Reproductive Health

Her organisation, Mahila Jagat Lihaaz Samiti, also has a very successful reproductive health programme among poor urban women in the city of Indore. The slums in Indore are mostly populated by poor Dalit and Tribal families who have migrated to the city in search of work. The women residing in these slums suffer from patriarchal oppression and consequent reproductive health problems. Current thinking among feminists broadly defines the discipline of reproductive and sexual health as the social and clinical study of those problems and diseases that arise from the social asymmetries influencing human sexuality and reproduction. Specifically a reproductive health approach has been defined as that which enables women, including adolescents, everywhere to regulate their own fertility safely and effectively by conceiving when they desire, terminating unwanted pregnancies and carrying wanted pregnancies to term; to remain free of disease, disability or death associated with reproduction or sexuality and to bear and raise healthy children.  In reality, however, this ideal state of affairs does not prevail anywhere in the world and especially in India most women have to suffer from serious reproductive and sexual health problems. Feminist sociology has pinpointed the dominance of men in society as the prime reason for this and termed this phenomenon as patriarchy. Analysing all the main institutions of society like the family, marriage, kinship groups, media, religious hierarchies and the state, they have shown that all these play a role in maintaining the overall patriarchal structure of society. Over thousands of years this structure has become so well entrenched that to most people including women it seems quite natural instead of being the social construct that it is.

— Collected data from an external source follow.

//! GeoJSON inspection and simple geometries

use crate::error::{Result, XcubeError};
use serde_json::Value;

const GEOMETRY_TYPES: [&str; 6] = [
    "Point",
    "MultiPoint",
    "LineString",
    "MultiLineString",
    "Polygon",
    "MultiPolygon",
];

/// Checks on GeoJSON objects given as JSON values
pub struct GeoJson;

impl GeoJson {
    pub fn is_point(obj: &Value) -> bool {
        Self::get_type_name(obj) == Some("Point") && Self::is_geometry(obj)
    }

    /// Whether `obj` is a geometry; its coordinates may be `null`
    pub fn is_geometry(obj: &Value) -> bool {
        match Self::get_type_name(obj) {
            Some("GeometryCollection") => obj.get("geometries").is_some(),
            Some(type_name) if GEOMETRY_TYPES.contains(&type_name) => {
                obj.get("coordinates").is_some()
            }
            _ => false,
        }
    }

    pub fn is_feature(obj: &Value) -> bool {
        Self::get_type_name(obj) == Some("Feature") && obj.get("geometry").is_some()
    }

    pub fn is_feature_collection(obj: &Value) -> bool {
        Self::get_type_name(obj) == Some("FeatureCollection") && obj.get("features").is_some()
    }

    /// The `type` member of an object
    pub fn get_type_name(obj: &Value) -> Option<&str> {
        obj.as_object()?.get("type")?.as_str()
    }

    /// Geometry of a feature, if it is a valid geometry
    pub fn get_feature_geometry(obj: &Value) -> Option<&Value> {
        if Self::get_type_name(obj) != Some("Feature") {
            return None;
        }
        obj.get("geometry").filter(|g| Self::is_geometry(g))
    }

    /// Members of a geometry collection, `null` counting as empty
    pub fn get_geometry_collection_geometries(obj: &Value) -> Option<Vec<&Value>> {
        if Self::get_type_name(obj) != Some("GeometryCollection") {
            return None;
        }
        match obj.get("geometries")? {
            Value::Null => Some(Vec::new()),
            Value::Array(geometries) => Some(geometries.iter().collect()),
            _ => None,
        }
    }
}

/// A position `(x, y)`
pub type Position = (f64, f64);

/// A ring of positions, closed or not
pub type Ring = Vec<Position>;

/// Geometries supported for spatial queries
#[derive(Debug, Clone, PartialEq)]
pub enum Geometry {
    Point(Position),
    MultiPoint(Vec<Position>),
    LineString(Vec<Position>),
    /// Exterior ring followed by holes
    Polygon(Vec<Ring>),
    MultiPolygon(Vec<Vec<Ring>>),
}

impl Geometry {
    /// Parse a geometry, or the geometry of a feature
    pub fn from_value(obj: &Value) -> Result<Self> {
        let obj = GeoJson::get_feature_geometry(obj).unwrap_or(obj);
        if !GeoJson::is_geometry(obj) {
            return Err(XcubeError::InvalidValue(
                "object is not a valid GeoJSON geometry".to_string(),
            ));
        }
        let coordinates = obj.get("coordinates").unwrap_or(&Value::Null);
        let invalid = || {
            XcubeError::InvalidValue(format!("invalid GeoJSON coordinates: {coordinates}"))
        };
        match GeoJson::get_type_name(obj) {
            Some("Point") => Ok(Geometry::Point(position(coordinates).ok_or_else(invalid)?)),
            Some("MultiPoint") => Ok(Geometry::MultiPoint(
                positions(coordinates).ok_or_else(invalid)?,
            )),
            Some("LineString") => Ok(Geometry::LineString(
                positions(coordinates).ok_or_else(invalid)?,
            )),
            Some("Polygon") => Ok(Geometry::Polygon(rings(coordinates).ok_or_else(invalid)?)),
            Some("MultiPolygon") => Ok(Geometry::MultiPolygon(
                coordinates
                    .as_array()
                    .ok_or_else(invalid)?
                    .iter()
                    .map(rings)
                    .collect::<Option<_>>()
                    .ok_or_else(invalid)?,
            )),
            Some(other) => Err(XcubeError::InvalidValue(format!(
                "geometry type {other:?} is not supported"
            ))),
            None => Err(invalid()),
        }
    }

    pub fn is_point(&self) -> bool {
        matches!(self, Geometry::Point(_))
    }

    /// `(x_min, y_min, x_max, y_max)` of all positions
    pub fn bounds(&self) -> Option<(f64, f64, f64, f64)> {
        self.positions().fold(None, |acc, (x, y)| match acc {
            None => Some((x, y, x, y)),
            Some((x0, y0, x1, y1)) => Some((x0.min(x), y0.min(y), x1.max(x), y1.max(y))),
        })
    }

    /// Whether `(x, y)` lies inside the polygonal area, holes excluded
    pub fn contains(&self, x: f64, y: f64) -> bool {
        match self {
            Geometry::Polygon(rings) => polygon_contains(rings, x, y),
            Geometry::MultiPolygon(polygons) => {
                polygons.iter().any(|rings| polygon_contains(rings, x, y))
            }
            _ => false,
        }
    }

    fn positions(&self) -> Box<dyn Iterator<Item = Position> + '_> {
        match self {
            Geometry::Point(p) => Box::new(std::iter::once(*p)),
            Geometry::MultiPoint(ps) | Geometry::LineString(ps) => Box::new(ps.iter().copied()),
            Geometry::Polygon(rings) => Box::new(rings.iter().flatten().copied()),
            Geometry::MultiPolygon(polygons) => {
                Box::new(polygons.iter().flatten().flatten().copied())
            }
        }
    }
}

fn position(value: &Value) -> Option<Position> {
    match value.as_array()?.as_slice() {
        [x, y, ..] => Some((x.as_f64()?, y.as_f64()?)),
        _ => None,
    }
}

fn positions(value: &Value) -> Option<Vec<Position>> {
    value.as_array()?.iter().map(position).collect()
}

fn rings(value: &Value) -> Option<Vec<Ring>> {
    let rings: Vec<Ring> = value.as_array()?.iter().map(positions).collect::<Option<_>>()?;
    (!rings.is_empty() && rings.iter().all(|r| r.len() >= 3)).then_some(rings)
}

fn polygon_contains(rings: &[Ring], x: f64, y: f64) -> bool {
    match rings.split_first() {
        Some((exterior, holes)) => {
            ring_contains(exterior, x, y) && !holes.iter().any(|hole| ring_contains(hole, x, y))
        }
        None => false,
    }
}

/// Even-odd ray casting test
fn ring_contains(ring: &[Position], x: f64, y: f64) -> bool {
    let mut inside = false;
    let n = ring.len();
    for i in 0..n {
        let (xi, yi) = ring[i];
        let (xj, yj) = ring[(i + n - 1) % n];
        if (yi > y) != (yj > y) && x < (xj - xi) * (y - yi) / (yj - yi) + xi {
            inside = !inside;
        }
    }
    inside
}

#[cfg(test)]
mod tests {
    use super::*;
    use serde_json::json;

    #[test]
    fn test_is_point() {
        assert!(GeoJson::is_point(&json!({"type": "Point", "coordinates": [2.13, 42.2]})));
        assert!(!GeoJson::is_point(&json!({"type": "Feature", "properties": null})));
    }

    #[test]
    fn test_is_geometry() {
        assert!(GeoJson::is_geometry(&json!({"type": "Point", "coordinates": [2.13, 42.2]})));
        assert!(GeoJson::is_geometry(&json!({"type": "Point", "coordinates": null})));
        assert!(!GeoJson::is_geometry(&json!({"type": "Point"})));
        assert!(GeoJson::is_geometry(&json!({"type": "GeometryCollection", "geometries": null})));
        assert!(GeoJson::is_geometry(&json!({"type": "GeometryCollection", "geometries": []})));
        assert!(!GeoJson::is_geometry(&json!({"type": "GeometryCollection"})));
        assert!(!GeoJson::is_geometry(&json!({"type": "Feature", "properties": null})));
    }

    #[test]
    fn test_get_type_name() {
        assert_eq!(GeoJson::get_type_name(&json!({"type": "Feature"})), Some("Feature"));
        assert_eq!(GeoJson::get_type_name(&json!({"pype": "Feature"})), None);
        assert_eq!(GeoJson::get_type_name(&json!({})), None);
        assert_eq!(GeoJson::get_type_name(&json!(17)), None);
    }

    #[test]
    fn test_get_feature_geometry() {
        let point = json!({"type": "Point", "coordinates": [2.13, 42.2]});
        assert_eq!(
            GeoJson::get_feature_geometry(&json!({"type": "Feature", "geometry": point})),
            Some(&point)
        );
        assert_eq!(
            GeoJson::get_feature_geometry(&json!({"type": "Pleature", "geometry": point})),
            None
        );
        assert_eq!(
            GeoJson::get_feature_geometry(&json!({"type": "Feature", "geometry": {"type": "Point"}})),
            None
        );
        assert_eq!(
            GeoJson::get_feature_geometry(&json!({"type": "Feature", "geometry": 17})),
            None
        );
    }

    #[test]
    fn test_collections() {
        assert!(GeoJson::is_feature(&json!({"type": "Feature", "geometry": null})));
        assert!(GeoJson::is_feature_collection(&json!({"type": "FeatureCollection", "features": []})));
        assert_eq!(
            GeoJson::get_geometry_collection_geometries(
                &json!({"type": "GeometryCollection", "geometries": null})
            ),
            Some(vec![])
        );
        assert_eq!(
            GeoJson::get_geometry_collection_geometries(&json!({"type": "Point"})),
            None
        );
    }

    #[test]
    fn test_polygon_with_hole() {
        let polygon = Geometry::from_value(&json!({
            "type": "Polygon",
            "coordinates": [
                [[0.0, 0.0], [10.0, 0.0], [10.0, 10.0], [0.0, 10.0], [0.0, 0.0]],
                [[4.0, 4.0], [6.0, 4.0], [6.0, 6.0], [4.0, 6.0], [4.0, 4.0]]
            ]
        }))
        .unwrap();
        assert!(polygon.contains(1.0, 1.0));
        assert!(!polygon.contains(5.0, 5.0));
        assert!(!polygon.contains(11.0, 5.0));
        assert_eq!(polygon.bounds(), Some((0.0, 0.0, 10.0, 10.0)));
    }

    #[test]
    fn test_from_feature_and_errors() {
        let feature = json!({
            "type": "Feature",
            "properties": {},
            "geometry": {"type": "Point", "coordinates": [1.5, 2.5]}
        });
        assert_eq!(Geometry::from_value(&feature).unwrap(), Geometry::Point((1.5, 2.5)));
        assert!(Geometry::from_value(&json!({"type": "Point", "coordinates": [1.5]})).is_err());
        assert!(Geometry::from_value(&json!({"type": "Polygon", "coordinates": [[[0, 0]]]})).is_err());
        assert!(Geometry::from_value(&json!({"type": "Circle", "coordinates": [0, 0]})).is_err());
        assert!(Geometry::from_value(&json!({"type": "MultiLineString", "coordinates": []})).is_err());
    }
}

As a result traditionally women have had to work more, they have been denied the right to inheritance of property, they have had to assume total responsibility for house work and the care of children and the elderly and this work is not counted as of being of any economic value, they have had to go underfed and have been subjected to domestic and external violence of the worst kind. As a consequence of this secondary status women have to bear more babies to ensure that there are male progeny who will inherit the property and provide security in old age. Along with this there is social control over the sexuality of women so that men can be assured that the children born to their wives are truly theirs and so ensure the purity of their descent. Naturally all this affects the overall health of women and especially their reproductive and sexual health. Since there is a taboo on the discussion of these issues women have to suffer their troubles in silence and this leads to mental problems. Thus there is a deafening culture of silence surrounding women’s reproductive and sexual health problems . The biggest irony is that the menstrual cycle which is an integral part of the reproductive process is considered in the prevailing patriarchal system to be the cause of various  negative things and has been given a dirty connotation in India. This affects the ability of women to maintain personal hygiene and results in their being afflicted by various diseases of the reproductive tract.

Poor women both tribals and dalits living in slums in Indore have largely remained outside the purview of qualified medical help and have had to rely mostly on quacks.  Ther organisation has been implementing a participatory reproductive and sexual rights and health programme for poor women which focuses on the reproductive and sexual rights and health problems of  poor women and shows how their lack affects the poor women. Her programme to improve this situation  has impacted positively on the health, social and economic status of poor women.